** Work to be completed **
With the material below, print exactly the lines between the line holding "pub const SYSTEM_PROMPT: &str" and the line holding "- Group the", inclusive. Add nothing else.

** Given records **
//! AI summary orchestration: prompt, completion call, dry-run diagnostics.

use std::fmt;
use std::io::Write;

use tracing::{debug, info, warn};

use crate::git::CommitRecord;

use super::client::{Completer, CompletionRequest};
use super::prompt::{SYSTEM_PROMPT, build_ai_prompt};
use super::provider::ProviderConfig;

/// Diff lines shown in the dry-run preview.
pub const DRY_RUN_DIFF_PREVIEW_LINES: usize = 100;

/// Outcome of the summary step.
#[derive(Debug, Clone, PartialEq, Eq)]
pub enum Summary {
    /// Text produced by the provider.
    Generated(String),
    /// Dry run: diagnostics were written, nothing was generated.
    DryRun,
    /// The provider yielded no usable content; the caller falls back.
    Unavailable,
}

/// Everything the summary step needs about one range.
#[derive(Debug, Clone, Copy)]
pub struct SummaryInput<'a> {
    pub from_ref: &'a str,
    pub to_ref: &'a str,
    pub commits: &'a [CommitRecord],
    pub ignore_patterns: &'a [String],
    pub ignored_files: &'a [String],
    pub diff: &'a str,
    pub diff_stat: &'a str,
}

impl SummaryInput<'_> {
    pub fn prompt(&self) -> String {
        build_ai_prompt(
            self.from_ref,
            self.to_ref,
            self.commits,
            self.diff,
            self.diff_stat,
        )
    }
}

/// Run the summary step.
///
/// With `dry_run` set the completer is never called; the raw data and the
/// assembled prompt are written to `diagnostics` instead. Provider failures
/// are logged and reported as [`Summary::Unavailable`].
pub async fn summarize<C, W>(
    completer: &C,
    input: &SummaryInput<'_>,
    provider: &ProviderConfig,
    dry_run: bool,
    diagnostics: &mut W,
) -> std::io::Result<Summary>
where
    C: Completer + ?Sized,
    W: Write + ?Sized,
{
    if input.commits.is_empty() {
        return Ok(Summary::Unavailable);
    }

    let prompt = input.prompt();
    debug!(
        system_chars = SYSTEM_PROMPT.chars().count(),
        user_chars = prompt.chars().count(),
        "Built AI prompt"
    );

    if dry_run {
        let report = DryRunReport {
            input,
            system: SYSTEM_PROMPT,
            prompt: &prompt,
        };
        write!(diagnostics, "{}", report)?;
        diagnostics.flush()?;
        return Ok(Summary::DryRun);
    }

    info!(provider = %provider.provider, "Using AI to analyze code changes");

    match completer
        .complete(&CompletionRequest::new(prompt), provider)
        .await
    {
        Ok(text) => Ok(Summary::Generated(text)),
        Err(e) => {
            if e.is_network() {
                warn!(provider = %provider.provider, "AI provider unreachable: {}", e);
            } else {
                warn!(provider = %provider.provider, "AI provider rejected the request: {}", e);
            }
            Ok(Summary::Unavailable)
        }
    }
}

/// Operator-facing dump of what a live run would send.
struct DryRunReport<'a> {
    input: &'a SummaryInput<'a>,
    system: &'a str,
    prompt: &'a str,
}

impl fmt::Display for DryRunReport<'_> {
    fn fmt(&self, f: &mut fmt::Formatter<'_>) -> fmt::Result {
        let separator = "=".repeat(80);
        let sub_separator = "-".repeat(40);

        writeln!(f, "\n{}", separator)?;
        writeln!(f, "🔍 [DRY-RUN] AI API will not be called")?;
        writeln!(f, "{}", separator)?;

        writeln!(f, "\n{}\n🚫 Ignore patterns:\n{}", sub_separator, sub_separator)?;
        for pattern in self.input.ignore_patterns {
            writeln!(f, "  - {}", pattern)?;
        }
        if !self.input.ignored_files.is_empty() {
            writeln!(f, "\n  Excluded {} files:", self.input.ignored_files.len())?;
            for file in self.input.ignored_files {
                writeln!(f, "    - {}", file)?;
            }
        }

        writeln!(f, "\n{}\n📋 Commits:\n{}", sub_separator, sub_separator)?;
        for commit in self.input.commits {
            writeln!(
                f,
                "  [{}] {} | {}",
                commit.short_hash(),
                commit.date,
                commit.author
            )?;
            writeln!(f, "           {}", commit.message)?;
        }

        writeln!(f, "\n{}\n📊 Diff statistics:\n{}", sub_separator, sub_separator)?;
        writeln!(f, "{}", self.input.diff_stat)?;

        writeln!(
            f,
            "\n{}\n📝 Diff content (first {} lines):\n{}",
            sub_separator, DRY_RUN_DIFF_PREVIEW_LINES, sub_separator
        )?;
        let total_lines = self.input.diff.split('\n').count();
        for line in self.input.diff.split('\n').take(DRY_RUN_DIFF_PREVIEW_LINES) {
            writeln!(f, "{}", line)?;
        }
        if total_lines > DRY_RUN_DIFF_PREVIEW_LINES {
            writeln!(
                f,
                "\n... (total {} lines, showing first {}) ...",
                total_lines, DRY_RUN_DIFF_PREVIEW_LINES
            )?;
        }

        writeln!(f, "\n{}\n🤖 Prompt to be sent to AI:\n{}", separator, separator)?;
        writeln!(f, "\n[System Prompt]:\n{}\n{}", sub_separator, self.system)?;
        writeln!(f, "\n[User Prompt]:\n{}\n{}", sub_separator, self.prompt)?;

        let system_chars = self.system.chars().count();
        let user_chars = self.prompt.chars().count();
        writeln!(f, "\n{}", separator)?;
        writeln!(
            f,
            "📏 Prompt stats: System={} chars, User={} chars, Total={} chars",
            system_chars,
            user_chars,
            system_chars + user_chars
        )?;
        writeln!(f, "{}", separator)
    }
}
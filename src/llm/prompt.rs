//! Prompt construction for the AI summary.

use crate::git::CommitRecord;

/// Maximum characters of diff text embedded in the prompt.
pub const MAX_PROMPT_DIFF_CHARS: usize = 50_000;

/// System instruction sent alongside every summary prompt.
pub const SYSTEM_PROMPT: &str = r#"You are a senior release engineer who writes release notes for software teams.
You read git commit logs and code diffs and explain what actually changed for the people who use and operate the software.

Rules:
- Describe functional changes, not commit messages. Never copy a commit subject verbatim.
- Merge related commits and diff hunks into a single point.
- Group the notes under short markdown headings (e.g. New Features, Bug Fixes, Improvements, Technical Changes) and omit empty groups.
- Use concise bullet points, one change per bullet.
- Do not invent changes that are not supported by the commits or the diff.
- Output markdown only, without a top-level title; the caller adds the title and range."#;

/// Build the user prompt for the summary request.
///
/// The diff text is cut hard at [`MAX_PROMPT_DIFF_CHARS`] characters.
pub fn build_ai_prompt(
    from_ref: &str,
    to_ref: &str,
    commits: &[CommitRecord],
    diff: &str,
    diff_stat: &str,
) -> String {
    let commit_text = commits
        .iter()
        .map(|c| {
            format!(
                "- [{}] {} (by {}, {})",
                c.short_hash(),
                c.message,
                c.author,
                c.date
            )
        })
        .collect::<Vec<_>>()
        .join("\n");

    let diff_content = truncate_chars(diff, MAX_PROMPT_DIFF_CHARS);

    format!(
        r#"Analyze the following code changes and write a release summary.

## Version
From: {from_ref}
To: {to_ref}

## Commits ({count} commits)
{commit_text}

## File change statistics
{diff_stat}

## Code diff (git diff)
```diff
{diff_content}
```

Using the information above, write a clearly structured release summary. Focus on:
1. The actual functional changes (do not simply restate the commit messages)
2. Improvements users will notice
3. Problems that were fixed
4. Technical optimizations

Merge related changes so the output stays concise and well organized."#,
        count = commits.len(),
    )
}

/// Cut `text` after `max_chars` characters, marking the cut point.
pub fn truncate_chars(text: &str, max_chars: usize) -> String {
    match text.char_indices().nth(max_chars) {
        Some((byte_idx, _)) => format!(
            "{}\n... (diff truncated at {} characters) ...",
            &text[..byte_idx],
            max_chars
        ),
        None => text.to_string(),
    }
}

#[cfg(test)]
mod tests {
    use super::*;

    fn commit(hash: &str, message: &str) -> CommitRecord {
        CommitRecord {
            hash: hash.to_string(),
            author: "Grace".to_string(),
            email: "grace@example.com".to_string(),
            date: "2024-01-05".to_string(),
            message: message.to_string(),
        }
    }

    #[test]
    fn test_build_prompt_structure() {
        let commits = vec![commit("0123456789abcdef", "feat: add | pipe in message")];
        let prompt = build_ai_prompt("v1.0.0", "v1.1.0", &commits, "+added", " 1 file changed");

        assert!(prompt.contains("From: v1.0.0"));
        assert!(prompt.contains("To: v1.1.0"));
        assert!(prompt.contains("## Commits (1 commits)"));
        assert!(prompt.contains("- [0123456] feat: add | pipe in message (by Grace, 2024-01-05)"));
        assert!(prompt.contains(" 1 file changed"));
        assert!(prompt.contains("```diff\n+added\n```"));
        assert!(prompt.contains("do not simply restate the commit messages"));
    }

    #[test]
    fn test_prompt_diff_is_cut_at_char_budget() {
        let diff = "x".repeat(MAX_PROMPT_DIFF_CHARS + 10);
        let prompt = build_ai_prompt("a", "b", &[], &diff, "");
        assert!(prompt.contains(&"x".repeat(MAX_PROMPT_DIFF_CHARS)));
        assert!(!prompt.contains(&"x".repeat(MAX_PROMPT_DIFF_CHARS + 1)));
        assert!(prompt.contains("diff truncated at 50000 characters"));
    }

    #[test]
    fn test_truncate_chars_counts_characters_not_bytes() {
        assert_eq!(truncate_chars("日本語", 3), "日本語");
        assert!(truncate_chars("日本語テキスト", 3).starts_with("日本語\n"));
    }
}
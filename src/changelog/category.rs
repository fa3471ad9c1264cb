//! Changelog categories.

/// Display categories for classified commits.
///
/// Variant order is the rendering order of the basic report.
#[derive(Debug, Clone, Copy, PartialEq, Eq, Hash)]
pub enum Category {
    NewFeatures,
    BugFixes,
    Performance,
    Refactoring,
    Styling,
    Configuration,
    Documentation,
    Others,
}

impl Category {
    /// All categories in display order.
    pub const ALL: [Category; 8] = [
        Category::NewFeatures,
        Category::BugFixes,
        Category::Performance,
        Category::Refactoring,
        Category::Styling,
        Category::Configuration,
        Category::Documentation,
        Category::Others,
    ];

    /// Heading shown in the report.
    pub fn label(&self) -> &'static str {
        match self {
            Self::NewFeatures => "✨ New Features",
            Self::BugFixes => "🐛 Bug Fixes",
            Self::Performance => "⚡ Performance",
            Self::Refactoring => "🔨 Refactoring",
            Self::Styling => "🎨 Styling",
            Self::Configuration => "🔧 Configuration",
            Self::Documentation => "📝 Documentation",
            Self::Others => "📦 Other Changes",
        }
    }

    /// Position in display order.
    pub fn order(&self) -> usize {
        match self {
            Self::NewFeatures => 0,
            Self::BugFixes => 1,
            Self::Performance => 2,
            Self::Refactoring => 3,
            Self::Styling => 4,
            Self::Configuration => 5,
            Self::Documentation => 6,
            Self::Others => 7,
        }
    }
}
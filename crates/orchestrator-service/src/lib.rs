//! Service wrapper for the orchestrator.
//!
//! This crate provides the HTTP API and command-line interface used by the
//! `orchestrator` binary.
//!
//! # Components
//!
//! - `api`: endpoints for submitting work, raising events and inspecting
//!   instances
//! - `cli`: command-line arguments

pub mod api;
pub mod cli;
//! File-based storage backend.
//!
//! Each namespace is a directory below the base path and each id a JSON
//! file inside it. Writes go to a uniquely named temp file that is then
//! renamed over the target, so readers never see a partial record.
//!
//! A TTL is kept in a sibling `<id>.expires` file holding the expiry in
//! epoch milliseconds. Expired records are removed lazily on read and list.

use crate::{StorageError, StorageInterface};
use async_trait::async_trait;
use std::path::{Path, PathBuf};
use std::time::Duration;
use tokio::fs;

const EXTENSION: &str = "json";
const EXPIRY_EXTENSION: &str = "expires";

/// File-based storage implementation.
pub struct FileStorage {
	/// Base directory path for storing files.
	base_path: PathBuf,
}

impl FileStorage {
	/// Creates a new FileStorage instance with the specified base path.
	pub fn new(base_path: PathBuf) -> Self {
		Self { base_path }
	}

	fn namespace_dir(&self, namespace: &str) -> PathBuf {
		self.base_path.join(sanitize(namespace))
	}

	fn get_file_path(&self, namespace: &str, id: &str) -> PathBuf {
		self.namespace_dir(namespace)
			.join(format!("{}.{}", sanitize(id), EXTENSION))
	}

	fn get_expiry_path(&self, namespace: &str, id: &str) -> PathBuf {
		self.namespace_dir(namespace)
			.join(format!("{}.{}", sanitize(id), EXPIRY_EXTENSION))
	}

	/// Deletes the record if its TTL has passed. Returns true when it did.
	async fn purge_if_expired(&self, namespace: &str, id: &str) -> Result<bool, StorageError> {
		let expires_at_ms = match fs::read_to_string(self.get_expiry_path(namespace, id)).await {
			Ok(content) => content.trim().parse::<i64>().map_err(|e| {
				StorageError::Backend(format!("Corrupt expiry for {}/{}: {}", namespace, id, e))
			})?,
			Err(e) if e.kind() == std::io::ErrorKind::NotFound => return Ok(false),
			Err(e) => return Err(StorageError::Backend(e.to_string())),
		};

		if now_ms() < expires_at_ms {
			return Ok(false);
		}
		self.delete(namespace, id).await?;
		Ok(true)
	}
}

fn now_ms() -> i64 {
	chrono::Utc::now().timestamp_millis()
}

async fn remove_if_present(path: &Path) -> Result<(), StorageError> {
	match fs::remove_file(path).await {
		Ok(_) => Ok(()),
		Err(e) if e.kind() == std::io::ErrorKind::NotFound => Ok(()),
		Err(e) => Err(StorageError::Backend(e.to_string())),
	}
}

/// Writes to a uniquely named temp file, then renames it over `path`.
async fn write_atomic(path: &Path, value: Vec<u8>) -> Result<(), StorageError> {
	// Two writers of the same key must not share a temp file.
	let temp_path = path.with_extension(format!("{}.tmp", uuid::Uuid::new_v4().simple()));
	fs::write(&temp_path, value)
		.await
		.map_err(|e| StorageError::Backend(e.to_string()))?;

	fs::rename(&temp_path, path)
		.await
		.map_err(|e| StorageError::Backend(e.to_string()))
}

fn sanitize(segment: &str) -> String {
	segment.replace(['/', '\\', ':'], "_")
}

#[async_trait]
impl StorageInterface for FileStorage {
	async fn get_bytes(&self, namespace: &str, id: &str) -> Result<Vec<u8>, StorageError> {
		if self.purge_if_expired(namespace, id).await? {
			return Err(StorageError::NotFound);
		}
		let path = self.get_file_path(namespace, id);

		match fs::read(&path).await {
			Ok(data) => Ok(data),
			Err(e) if e.kind() == std::io::ErrorKind::NotFound => Err(StorageError::NotFound),
			Err(e) => Err(StorageError::Backend(e.to_string())),
		}
	}

	async fn set_bytes(
		&self,
		namespace: &str,
		id: &str,
		value: Vec<u8>,
		ttl: Option<Duration>,
	) -> Result<(), StorageError> {
		fs::create_dir_all(self.namespace_dir(namespace))
			.await
			.map_err(|e| StorageError::Backend(e.to_string()))?;

		write_atomic(&self.get_file_path(namespace, id), value).await?;

		let expiry_path = self.get_expiry_path(namespace, id);
		match ttl {
			Some(ttl) => {
				let ttl_ms = i64::try_from(ttl.as_millis()).unwrap_or(i64::MAX);
				let expires_at_ms = now_ms().saturating_add(ttl_ms);
				write_atomic(&expiry_path, expires_at_ms.to_string().into_bytes()).await
			}
			None => remove_if_present(&expiry_path).await,
		}
	}

	async fn delete(&self, namespace: &str, id: &str) -> Result<(), StorageError> {
		remove_if_present(&self.get_file_path(namespace, id)).await?;
		remove_if_present(&self.get_expiry_path(namespace, id)).await
	}

	async fn exists(&self, namespace: &str, id: &str) -> Result<bool, StorageError> {
		if self.purge_if_expired(namespace, id).await? {
			return Ok(false);
		}
		fs::try_exists(self.get_file_path(namespace, id))
			.await
			.map_err(|e| StorageError::Backend(e.to_string()))
	}

	async fn list_ids(&self, namespace: &str) -> Result<Vec<String>, StorageError> {
		let mut entries = match fs::read_dir(self.namespace_dir(namespace)).await {
			Ok(entries) => entries,
			Err(e) if e.kind() == std::io::ErrorKind::NotFound => return Ok(Vec::new()),
			Err(e) => return Err(StorageError::Backend(e.to_string())),
		};

		let mut ids = Vec::new();
		while let Some(entry) = entries
			.next_entry()
			.await
			.map_err(|e| StorageError::Backend(e.to_string()))?
		{
			let path = entry.path();
			if path.extension().and_then(|ext| ext.to_str()) != Some(EXTENSION) {
				continue;
			}
			if let Some(stem) = path.file_stem().and_then(|stem| stem.to_str()) {
				if !self.purge_if_expired(namespace, stem).await? {
					ids.push(stem.to_string());
				}
			}
		}
		ids.sort();
		Ok(ids)
	}
}

/// Factory function to create a storage backend from configuration.
///
/// Configuration parameters:
/// - `storage_path`: Base directory for file storage (default: "./data/storage")
pub fn create_storage(config: &toml::Value) -> Box<dyn StorageInterface> {
	let storage_path = config
		.get("storage_path")
		.and_then(|v| v.as_str())
		.unwrap_or("./data/storage")
		.to_string();

	Box::new(FileStorage::new(PathBuf::from(storage_path)))
}

#[cfg(test)]
mod tests {
	use super::*;

	#[tokio::test]
	async fn test_file_storage_round_trip() {
		let dir = tempfile::tempdir().unwrap();
		let storage = FileStorage::new(dir.path().to_path_buf());

		storage
			.set_bytes("instances", "wf-1", b"{}".to_vec(), None)
			.await
			.unwrap();

		assert_eq!(storage.get_bytes("instances", "wf-1").await.unwrap(), b"{}");
		assert!(storage.exists("instances", "wf-1").await.unwrap());
		assert!(matches!(
			storage.get_bytes("instances", "missing").await,
			Err(StorageError::NotFound)
		));
	}

	#[tokio::test]
	async fn test_overwrite_leaves_no_temp_files() {
		let dir = tempfile::tempdir().unwrap();
		let storage = FileStorage::new(dir.path().to_path_buf());

		for value in [b"1".to_vec(), b"2".to_vec()] {
			storage
				.set_bytes("instances", "wf-1", value, None)
				.await
				.unwrap();
		}

		assert_eq!(storage.get_bytes("instances", "wf-1").await.unwrap(), b"2");
		let files = std::fs::read_dir(dir.path().join("instances"))
			.unwrap()
			.count();
		assert_eq!(files, 1);
	}

	#[tokio::test]
	async fn test_list_and_delete() {
		let dir = tempfile::tempdir().unwrap();
		let storage = FileStorage::new(dir.path().to_path_buf());

		assert!(storage.list_ids("events_outbox").await.unwrap().is_empty());

		for id in ["wf.b", "wf.a"] {
			storage
				.set_bytes("events_outbox", id, b"{}".to_vec(), None)
				.await
				.unwrap();
		}
		assert_eq!(
			storage.list_ids("events_outbox").await.unwrap(),
			vec!["wf.a", "wf.b"]
		);

		storage.delete("events_outbox", "wf.a").await.unwrap();
		storage.delete("events_outbox", "wf.a").await.unwrap();
		assert_eq!(storage.list_ids("events_outbox").await.unwrap(), vec!["wf.b"]);
	}

	#[tokio::test]
	async fn test_expired_records_are_dropped() {
		let dir = tempfile::tempdir().unwrap();
		let storage = FileStorage::new(dir.path().to_path_buf());

		storage
			.set_bytes("events_outbox", "wf.a", b"{}".to_vec(), Some(Duration::ZERO))
			.await
			.unwrap();
		storage
			.set_bytes(
				"events_outbox",
				"wf.b",
				b"{}".to_vec(),
				Some(Duration::from_secs(3600)),
			)
			.await
			.unwrap();

		assert_eq!(storage.list_ids("events_outbox").await.unwrap(), vec!["wf.b"]);
		assert!(matches!(
			storage.get_bytes("events_outbox", "wf.a").await,
			Err(StorageError::NotFound)
		));
		assert!(!storage.exists("events_outbox", "wf.a").await.unwrap());
		assert_eq!(storage.get_bytes("events_outbox", "wf.b").await.unwrap(), b"{}");

		// Only the live record and its expiry file remain.
		let files = std::fs::read_dir(dir.path().join("events_outbox"))
			.unwrap()
			.count();
		assert_eq!(files, 2);
	}

	#[tokio::test]
	async fn test_rewrite_without_ttl_clears_expiry() {
		let dir = tempfile::tempdir().unwrap();
		let storage = FileStorage::new(dir.path().to_path_buf());

		storage
			.set_bytes("instances", "wf-1", b"1".to_vec(), Some(Duration::ZERO))
			.await
			.unwrap();
		storage
			.set_bytes("instances", "wf-1", b"2".to_vec(), None)
			.await
			.unwrap();

		assert_eq!(storage.get_bytes("instances", "wf-1").await.unwrap(), b"2");
	}

	#[test]
	fn test_factory_reads_storage_path() {
		let config: toml::Value = toml::from_str("storage_path = \"/tmp/orchestrator\"").unwrap();
		// Construction only; nothing touches the filesystem yet.
		let _storage = create_storage(&config);
	}
}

** Response **
pub const SYSTEM_PROMPT: &str = r#"You are a senior release engineer who writes release notes for software teams.
You read git commit logs and code diffs and explain what actually changed for the people who use and operate the software.

Rules:
- Describe functional changes, not commit messages. Never copy a commit subject verbatim.
- Merge related commits and diff hunks into a single point.
- Group the notes under short markdown headings (e.g. New Features, Bug Fixes, Improvements, Technical Changes) and omit empty groups.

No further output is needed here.